Tra le azioni strategiche messe in campo dalla dirigenza figurano il rafforzamento dello sportello di ascolto — fondamentale punto di supporto psicologico ed emotivo per studenti, famiglie e docenti — e l’adozione di metodologie pedagogiche avanzate volte alla crescita armonica di ogni singolo alunno.
Innovazione Metodologica e Riconoscimenti Nazionali
A dare un formidabile impulso a questo percorso di crescita è l’integrazione di metodologie all’avanguardia capaci di unire rigore scientifico, inclusione e sensibilità artistica. Tra queste spicca il metodo EMGE (Educazione Musicale Gestaltica dell’Età Evolutiva), un approccio innovativo ideato e sviluppato all’interno della scuola da docenti specializzati che integrano competenze psicologiche, relazionali e musicali.
Il valore e l’efficacia del modello EMGE, promosso dalla Dirigente Eusebi e ideato, proposto e presentato dalla docente Marilena La Palombara, sono stati recentemente avvalorati e selezionati dall’INDIRE (Istituto Nazionale di Documentazione, Innovazione e Ricerca Educativa), il portale del Ministero dell’Istruzione e del Merito dedicato alle migliori pratiche e all’innovazione in campo artistico-musicale, e verranno presto divulgati in un articolo di rivista scientifica del comparto musicale dello stesso Istituto nazionale.
Inclusione al Centro: Scuola Capofila dello Sportello Autismo Atipicamente.
L’Istituto si distingue come un vero e proprio faro per l’inclusione scolastica e territoriale: in qualità di scuola capofila per lo Sportello Autismo Atipicamente la struttura coordina e promuove interventi inclusivi a beneficio di tutta la rete scolastica locale.
In questo quadro, il linguaggio musicale e il metodo EMGE diventano straordinari strumenti di mediazione e integrazione: attraverso canali espressivi ed extra-verbali, strutture ritmiche e percorsi sensoriali, la musica diventa un ponte relazionale capace di abbattere le barriere, favorire la comunicazione e garantire il pieno benessere e l’integrazione di studenti con disturbi dello spettro autistico e bisogni educativi speciali.

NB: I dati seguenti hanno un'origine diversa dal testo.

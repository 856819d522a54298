use std::sync::mpsc::Receiver;

use tracing::warn;

use sheetchat_core::directory;
use sheetchat_core::models::Participant;
use sheetchat_core::{
    login, LocalView, RuntimeHandle, Session, SessionContext, SyncCommand, SyncUpdate,
};

#[derive(Debug, Clone, Copy, PartialEq, Eq)]
pub enum Screen {
    Login,
    Peers,
    Chat,
}

#[derive(Debug, Clone, Copy, PartialEq, Eq)]
pub enum LoginField {
    Name,
    Number,
}

/// All front-end state: which screen is up, the login form, the peer
/// selection, the draft message, and the locally cached view of the
/// shared store.
pub struct App {
    pub running: bool,
    pub screen: Screen,
    pub session: Session,
    pub view: LocalView,
    pub pending_quit: bool,

    pub name_input: String,
    pub number_input: String,
    pub login_field: LoginField,
    pub login_error: Option<String>,

    pub selected_peer: usize,
    pub current_peer: Option<Participant>,
    /// Conversation requested by name before the directory was visible.
    pub pending_peer_name: Option<String>,

    pub message_input: String,
    /// Transient front-end status, distinct from store warnings.
    pub status: Option<String>,

    handle: RuntimeHandle,
    update_rx: Receiver<SyncUpdate>,
}

impl App {
    pub fn new(handle: RuntimeHandle, update_rx: Receiver<SyncUpdate>) -> Self {
        Self {
            running: true,
            screen: Screen::Login,
            session: Session::new(),
            view: LocalView::new(),
            pending_quit: false,
            name_input: String::new(),
            number_input: String::new(),
            login_field: LoginField::Name,
            login_error: None,
            selected_peer: 0,
            current_peer: None,
            pending_peer_name: None,
            message_input: String::new(),
            status: None,
            handle,
            update_rx,
        }
    }

    pub fn quit(&mut self) {
        self.running = false;
    }

    /// Drain worker updates into the local view.
    pub fn drain_updates(&mut self) {
        let mut saw_snapshot = false;
        for update in self.update_rx.try_iter() {
            if matches!(update, SyncUpdate::Snapshot(_)) {
                saw_snapshot = true;
            }
            self.view.apply(update);
        }
        if saw_snapshot {
            self.after_snapshot();
        }
    }

    fn after_snapshot(&mut self) {
        if !self.session.is_logged_in() {
            return;
        }

        // resolve a conversation requested by name now that the
        // directory is visible
        if let Some(name) = self.pending_peer_name.take() {
            self.open_peer_by_name(&name);
        }

        // keep the selection inside the (possibly shrunk) peer list
        let count = self.peer_count();
        if count == 0 {
            self.selected_peer = 0;
        } else if self.selected_peer >= count {
            self.selected_peer = count - 1;
        }
    }

    pub fn submit_login(&mut self) {
        match login(&self.name_input, &self.number_input) {
            Ok(ctx) => {
                self.login_error = None;
                self.enter_session(ctx);
            }
            Err(e) => {
                self.login_error = Some(e.to_string());
            }
        }
    }

    /// Adopt a validated identity and move to the peer list.
    pub fn enter_session(&mut self, ctx: SessionContext) {
        self.session.login(ctx.clone());
        if self.handle.send(SyncCommand::Login(ctx)).is_err() {
            warn!("sync worker is gone; login command dropped");
            self.status = Some("sync worker is gone".to_string());
        }
        self.screen = Screen::Peers;
    }

    pub fn logout(&mut self) {
        let _ = self.handle.send(SyncCommand::Logout);
        self.session.logout();
        self.view = LocalView::new();
        self.current_peer = None;
        self.selected_peer = 0;
        self.pending_peer_name = None;
        self.message_input.clear();
        self.name_input.clear();
        self.number_input.clear();
        self.login_field = LoginField::Name;
        self.login_error = None;
        self.status = None;
        self.screen = Screen::Login;
    }

    pub fn request_refresh(&mut self) {
        let _ = self.handle.send(SyncCommand::Refresh);
    }

    fn peer_count(&self) -> usize {
        self.session
            .current()
            .map(|ctx| self.view.peers(&ctx.handle).len())
            .unwrap_or(0)
    }

    pub fn select_next_peer(&mut self) {
        let count = self.peer_count();
        if count > 0 {
            self.selected_peer = (self.selected_peer + 1).min(count - 1);
        }
    }

    pub fn select_previous_peer(&mut self) {
        self.selected_peer = self.selected_peer.saturating_sub(1);
    }

    pub fn open_selected_peer(&mut self) {
        let Some(ctx) = self.session.current() else {
            return;
        };
        let peers = self.view.peers(&ctx.handle);
        if let Some(peer) = peers.get(self.selected_peer) {
            self.current_peer = Some(peer.clone());
            self.message_input.clear();
            self.status = None;
            self.screen = Screen::Chat;
        }
    }

    /// Open a conversation by display name; refuses ambiguous names.
    fn open_peer_by_name(&mut self, name: &str) {
        let Some(ctx) = self.session.current() else {
            return;
        };
        let own = ctx.handle.clone();
        match directory::handle_for_name(self.view.directory(), name) {
            Ok(peer_handle) if peer_handle == own => {
                self.status = Some(format!("{name:?} is you"));
            }
            Ok(peer_handle) => {
                let peer = self
                    .view
                    .directory()
                    .iter()
                    .find(|p| p.handle == peer_handle)
                    .cloned();
                if let Some(peer) = peer {
                    self.current_peer = Some(peer);
                    self.message_input.clear();
                    self.screen = Screen::Chat;
                }
            }
            Err(e) => {
                self.status = Some(format!("no such conversation: {e}"));
            }
        }
    }

    pub fn send_current_message(&mut self) {
        let body = self.message_input.trim().to_string();
        if body.is_empty() {
            return;
        }
        let Some(peer) = self.current_peer.clone() else {
            return;
        };
        if self
            .handle
            .send(SyncCommand::SendMessage {
                to: peer.handle,
                body,
            })
            .is_err()
        {
            warn!("sync worker is gone; message dropped");
            self.status = Some("sync worker is gone".to_string());
            return;
        }
        self.message_input.clear();
    }

    pub fn close_conversation(&mut self) {
        self.current_peer = None;
        self.message_input.clear();
        self.screen = Screen::Peers;
    }
}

La Musica come Risorsa Orientante e Formativa
L’esperienza musicale condotta con la metodologia EMGE non si limita all’apprendimento di uno strumento o di una teoria, ma diventa una vera e propria palestra di vita. Attraverso la sintesi tra la psicologia della Gestalt, la Music Learning Theory e le metodologie ritmico-espressive della metodologia Orff e del Village Music Circle di Hull, gli alunni sviluppano:
Competenze trasversali (Soft Skills): capacità di ascolto attivo, lavoro di squadra, gestione delle emozioni, empatia e problem solving.

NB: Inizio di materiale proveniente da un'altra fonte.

// Centralized theme - all colors are defined here

use ratatui::style::Color;

/// Primary text - off-white for readability
pub const TEXT_PRIMARY: Color = Color::Rgb(220, 220, 220);

/// Secondary/muted text
pub const TEXT_MUTED: Color = Color::Rgb(128, 128, 128);

/// Dimmed text for hints, timestamps
pub const TEXT_DIM: Color = Color::Rgb(90, 90, 90);

/// Primary accent - muted blue (focus, own messages)
pub const ACCENT_PRIMARY: Color = Color::Rgb(86, 156, 214);

/// Success/positive - muted green (peer messages)
pub const ACCENT_SUCCESS: Color = Color::Rgb(106, 153, 85);

/// Warning - muted amber
pub const ACCENT_WARNING: Color = Color::Rgb(206, 145, 120);

/// Error - muted red
pub const ACCENT_ERROR: Color = Color::Rgb(244, 112, 112);

/// Inactive border
pub const BORDER_INACTIVE: Color = Color::Rgb(60, 60, 60);
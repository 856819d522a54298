pub mod chat;
pub mod login;
pub mod peers;

pub use chat::render_chat;
pub use login::render_login;
pub use peers::render_peers;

Orientamento permanente e consapevolezza: imparare a esprimersi e a conoscere le proprie attitudini aiuta i ragazzi a scoprire inclinazioni e talenti, elemento chiave della curvatura orientante del ciclo di studi.
Inclusione e benessere scolastico: l’esperienza sonora azzera le distanze e crea un ambiente di apprendimento empatico, dove ogni studente trova il proprio spazio di crescita personale e relazionale.
L’obiettivo dell’Istituto Comprensivo Gabriele Rossetti è formare generazioni di studenti pronti ad affrontare le sfide del futuro con bagagli di competenze ricchi e sfaccettati. L’esperienza dell’indirizzo musicale, arricchita da sperimentazioni e progetti riconosciuti a livello nazionale, dimostra come la scuola sappia essere un autorevole laboratorio di ricerca pedagogica e centro d’eccellenza per l’inclusione.
«La musica non è soltanto un linguaggio artistico, ma uno straordinario dispositivo formativo, inclusivo e neurocognitivo,» emerge dai lavori e dalla documentazione diffusa su scala nazionale. «Integrarla con un approccio relazionale ed evolutivo significa offrire agli studenti strumenti concreti per interpretare il mondo, sviluppare intelligenza emotiva e orientare con sicurezza le proprie scelte future.»
Con questo modello formativo integrato — che mette al centro il benessere d’insieme, l’ascolto attivo e l’innovazione metodologica —, l’Istituto Comprensivo Gabriele Rossetti riafferma il proprio ruolo di pilastro educativo sul territorio, offrendo alle famiglie una proposta pedagogica d’eccellenza, capace di coniugare saperi tradizionali, competenze del futuro, accoglienza ed equilibrio emotivo.